The SCCA membership 3 month free trial got me again, and so I opened a new iRacing account. Since I'm going to Lime Rock this Saturday, I figured I'd spend an hour or so yesterday learning the track in a Spec Miata. In general, my life doesn't support iRacing since I don't have a dedicated time to play games per week, and usually it's for a half hour at 11:30PM or so once every week or two, so I've avoided it. I tried iRacing probably close to a decade ago (when NCs were the Spec MX-5s), and I never quite got the hang of the physics/tire engine then, either.
After an hour of playing, the Miata still feels like my steering has almost no affect; it understeers like mad.
Anyone have any tips for improving turn in & tire grip feeling with iRacing? Obviously it's me, since it's so popular, but compared to something like Dirt 2.0, rFactor, Project Cars, etc., it feels totally numb.
I'm using an older Logitech G25 in a sim rig (proper-ish seat, pedals & shifter properly mounted, etc.).
Thanks!
Do you get the tires up to temp?
Have you set up your field of view properly?
Have you calibrated your steering wheel?
If yes to the above, I would be curious as to what is going on. The mx5 is okay to drive, but definitely not the most dynamic.
wvumtnbkr said:
Do you get the tires up to temp?
Have you set up your field of view properly?
Have you calibrated your steering wheel?
If yes to the above, I would be curious as to what is going on. The mx5 is okay to drive, but definitely not the most dynamic.
I believe I got the tires up to temp, how can you tell other than time? I did a full 15 minutes race by the end of the night. I did the calibration that popped up the first time I launched it.. Is there a better/different calibration I should do?
I don't believe I set up a field of view? I dunno, would that affect under/oversteering?
I will say that the wheel input is spot on, turn it 50 degrees in real life and it moves 50 degrees on screen.
But turn the wheel 50 degrees and you get tire squealing noise and then, eventually, maybe, the car will turn.

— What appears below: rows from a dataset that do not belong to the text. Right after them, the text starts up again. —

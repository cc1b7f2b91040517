//! Player record view and the relocation transform

use crate::core::{BatchRequest, Destination, NbtError, RecordError};
use crate::nbt::{self, Compound, Document, List, Tag, TagKind};

pub const DIMENSION: &str = "Dimension";
pub const POSITION: &str = "Pos";
pub const MOTION: &str = "Motion";
pub const FALL_DISTANCE: &str = "FallDistance";

type Result<T> = std::result::Result<T, RecordError>;

/// One decoded `<uuid>.dat` file
#[derive(Debug, Clone, PartialEq)]
pub struct PlayerRecord {
    document: Document,
}

impl PlayerRecord {
    pub fn decode(bytes: &[u8]) -> std::result::Result<Self, NbtError> {
        nbt::decode(bytes).map(Self::from_document)
    }

    pub fn encode(&self) -> std::result::Result<Vec<u8>, NbtError> {
        nbt::encode(&self.document)
    }

    pub fn from_document(document: Document) -> Self {
        Self { document }
    }

    pub fn document(&self) -> &Document {
        &self.document
    }

    pub fn into_document(self) -> Document {
        self.document
    }

    fn root(&self) -> &Compound {
        &self.document.root
    }

    pub fn dimension(&self) -> Result<i32> {
        match self.root().get(DIMENSION) {
            Some(Tag::Int(dimension)) => Ok(*dimension),
            Some(other) => Err(RecordError::WrongType {
                field: DIMENSION,
                expected: TagKind::Int.type_name(),
                found: other.type_name(),
            }),
            None => Err(RecordError::MissingField(DIMENSION)),
        }
    }

    pub fn position(&self) -> Result<[f64; 3]> {
        read_triple(triple(self.root(), POSITION, &[TagKind::Double])?)
    }

    pub fn motion(&self) -> Result<[f64; 3]> {
        read_triple(triple(self.root(), MOTION, FLOATING)?)
    }

    pub fn fall_distance(&self) -> Option<f64> {
        self.root().get(FALL_DISTANCE).and_then(Tag::as_f64)
    }
}

const FLOATING: &[TagKind] = &[TagKind::Double, TagKind::Float];

/// Looks up a three-element list whose elements are one of `allowed`
fn triple<'a>(root: &'a Compound, field: &'static str, allowed: &[TagKind]) -> Result<&'a List> {
    let tag = root.get(field).ok_or(RecordError::MissingField(field))?;
    let list = tag.as_list().ok_or(RecordError::WrongType {
        field,
        expected: TagKind::List.type_name(),
        found: tag.type_name(),
    })?;
    if list.len() != 3 {
        return Err(RecordError::WrongArity {
            field,
            expected: 3,
            found: list.len(),
        });
    }
    if !allowed.contains(&list.element_kind()) {
        return Err(RecordError::WrongType {
            field,
            expected: allowed[0].type_name(),
            found: list.element_kind().type_name(),
        });
    }
    Ok(list)
}

fn read_triple(list: &List) -> Result<[f64; 3]> {
    let mut out = [0.0; 3];
    for (slot, tag) in out.iter_mut().zip(list.iter()) {
        *slot = tag.as_f64().unwrap_or_default();
    }
    Ok(out)
}

fn floating(kind: TagKind, value: f64) -> Tag {
    match kind {
        TagKind::Float => Tag::Float(value as f32),
        _ => Tag::Double(value),
    }
}

fn write_triple(root: &mut Compound, field: &'static str, values: [f64; 3]) -> Result<()> {
    let list = root
        .get_list_mut(field)
        .ok_or(RecordError::MissingField(field))?;
    let kind = list.element_kind();
    for (index, value) in values.into_iter().enumerate() {
        list.set(index, floating(kind, value));
    }
    Ok(())
}

/// Result of weighing one record against a request
#[derive(Debug, Clone, PartialEq)]
pub enum Decision {
    /// Not in a target dimension; the record must not be written back
    Ineligible { dimension: i32 },
    /// Relocated in memory and ready to be backed up and written
    Relocate(PlayerRecord),
    /// Would be relocated, but the run is a dry run
    DryRun(PlayerRecord),
}

pub fn is_eligible(record: &PlayerRecord, request: &BatchRequest) -> Result<bool> {
    Ok(request.is_target(record.dimension()?))
}

/// Moves the record to `destination`, zeroing fall distance and motion.
///
/// Every touched field is checked before the first write, so an error leaves
/// nothing half-applied. Fields other than the four above are not read.
pub fn relocate(record: PlayerRecord, destination: &Destination) -> Result<PlayerRecord> {
    record.dimension()?;
    triple(record.root(), POSITION, &[TagKind::Double])?;
    triple(record.root(), MOTION, FLOATING)?;
    let fall_kind = match record.root().get(FALL_DISTANCE) {
        None | Some(Tag::Float(_)) => TagKind::Float,
        Some(Tag::Double(_)) => TagKind::Double,
        Some(other) => {
            return Err(RecordError::WrongType {
                field: FALL_DISTANCE,
                expected: TagKind::Float.type_name(),
                found: other.type_name(),
            });
        }
    };

    let mut document = record.into_document();
    let root = &mut document.root;
    root.insert(DIMENSION, Tag::Int(destination.dimension));
    write_triple(root, POSITION, destination.coords())?;
    root.insert(FALL_DISTANCE, floating(fall_kind, 0.0));
    write_triple(root, MOTION, [0.0; 3])?;

    Ok(PlayerRecord::from_document(document))
}

/// Decides what the batch does with `record`; pure in (record, request)
pub fn decide(record: PlayerRecord, request: &BatchRequest) -> Result<Decision> {
    let dimension = record.dimension()?;
    if !request.is_target(dimension) {
        return Ok(Decision::Ineligible { dimension });
    }

    let relocated = relocate(record, &request.destination)?;
    if request.dry_run {
        Ok(Decision::DryRun(relocated))
    } else {
        Ok(Decision::Relocate(relocated))
    }
}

Fov can distort your speed perception A LOT!
You should verify that and make sure it is correct.
Have you tried changing the setup?
wvumtnbkr said:
Fov can distort your speed perception A LOT!

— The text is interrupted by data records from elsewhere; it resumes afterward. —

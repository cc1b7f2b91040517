//! Timestamped backup sets written before any record is overwritten

use crate::core::BackupError;
use chrono::NaiveDateTime;
use std::fs::{self, File, OpenOptions};
use std::io::Write;
use std::path::{Path, PathBuf};
use tracing::{debug, warn};

/// Backup folder name pattern, one folder per run start second
pub const TIMESTAMP_FORMAT: &str = "%Y-%m-%d-%H-%M-%S";

pub fn folder_name(started: NaiveDateTime) -> String {
    started.format(TIMESTAMP_FORMAT).to_string()
}

/// Folder holding pristine copies of every record a run rewrote
#[derive(Debug)]
pub struct BackupSet {
    dir: PathBuf,
    created: bool,
}

impl BackupSet {
    /// Names the set after the run start. Nothing is created yet.
    pub fn for_run(root: &Path, started: NaiveDateTime) -> Self {
        Self {
            dir: root.join(folder_name(started)),
            created: false,
        }
    }

    pub fn dir(&self) -> &Path {
        &self.dir
    }

    pub fn is_created(&self) -> bool {
        self.created
    }

    /// Creates the folder on first call; later calls are no-ops
    pub fn ensure_created(&mut self) -> Result<&Path, BackupError> {
        if !self.created {
            fs::create_dir_all(&self.dir).map_err(|source| BackupError::CreateDir {
                path: self.dir.clone(),
                source,
            })?;
            debug!(dir = %self.dir.display(), "Created backup folder");
            self.created = true;
        }
        Ok(&self.dir)
    }

    /// Stores `original_bytes` under the file name of `original`.
    ///
    /// An existing backup is never replaced. The copy is synced before
    /// returning, so a returned path means the bytes are on disk.
    pub fn store(&self, original: &Path, original_bytes: &[u8]) -> Result<PathBuf, BackupError> {
        if !self.created {
            return Err(BackupError::DirUnavailable(self.dir.clone()));
        }
        let name = original
            .file_name()
            .ok_or_else(|| BackupError::NoFileName(original.to_path_buf()))?;
        let target = self.dir.join(name);

        let write_err = |source| BackupError::Write {
            from: original.to_path_buf(),
            to: target.clone(),
            source,
        };

        let mut file = match OpenOptions::new().write(true).create_new(true).open(&target) {
            Ok(file) => file,
            Err(e) if e.kind() == std::io::ErrorKind::AlreadyExists => {
                return Err(BackupError::AlreadyExists(target.clone()));
            }
            Err(e) => return Err(write_err(e)),
        };
        fill_or_remove(&mut file, &target, |file| {
            file.write_all(original_bytes)?;
            file.sync_all()
        })
        .map_err(write_err)?;

        Ok(target)
    }
}

/// Runs `fill` on a freshly created `file`, deleting `path` if it fails
fn fill_or_remove<F>(file: &mut File, path: &Path, fill: F) -> std::io::Result<()>
where
    F: FnOnce(&mut File) -> std::io::Result<()>,
{
    let result = fill(file);
    if result.is_err() {
        if let Err(e) = fs::remove_file(path) {
            warn!(backup = %path.display(), error = %e, "Failed to remove partial backup");
        }
    }
    result
}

You should verify that and make sure it is correct.
Have you tried changing the setup?
I'll try to adjust it, then. It's about the same as, say, Dirt 2.0 (the most recent game I've played).
I only adjusted tire pressures and added the rear sway bar as the default config didn't use it, and turned up the force feedback slider some to try to get some feeling into the wheel. That helped a little, but not much.

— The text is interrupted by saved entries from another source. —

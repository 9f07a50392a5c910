pub mod entities;

pub use entities::{
    Assignment, AssignmentStatus, Resource, ResourceKind, Subject, SubjectSource, Topic,
    TopicCategory,
};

Try setting the force feedback like this and see if it helps:
\
The main thing is making sure the sim knows how strong your wheel is (A G25 is somewhere between 2-3 Nm), and that you don't have everything cranked up so high that it just maxes out every force and you don't get any sensation from it.
WonkoTheSane (FS) said:
But turn the wheel 5 degrees and you get tire squealing noise and then, eventually, maybe, the car will turn.
So like, are you exaggerating here? The MX5 needs like 30-60 degrees of steering wheel input most of the time.
One thing could be that iRacing is not a game, it is a simulator. Games falsely make their cars easy to drive. A simulator gives you very close to real world physics. iRacing is not an install and jump into a race kind of thing. It took me a week or so with many hours of seat time before I was ready (questionably at that) to safely jump into a rookie race and not be "that guy".
At first, your perception of speed will be off. You don't have seat of the pants vibrations and g-forces that tell you that you are going fast. That leads you to grossly over driving the car into turns. Which in an MX-5 will lead to pushing. The MX-5 in iRacing is a full blown race car, so is harder to drive than a street car. The slicks are very slippery until you get some heat in them. The brakes also are a little weak when cold.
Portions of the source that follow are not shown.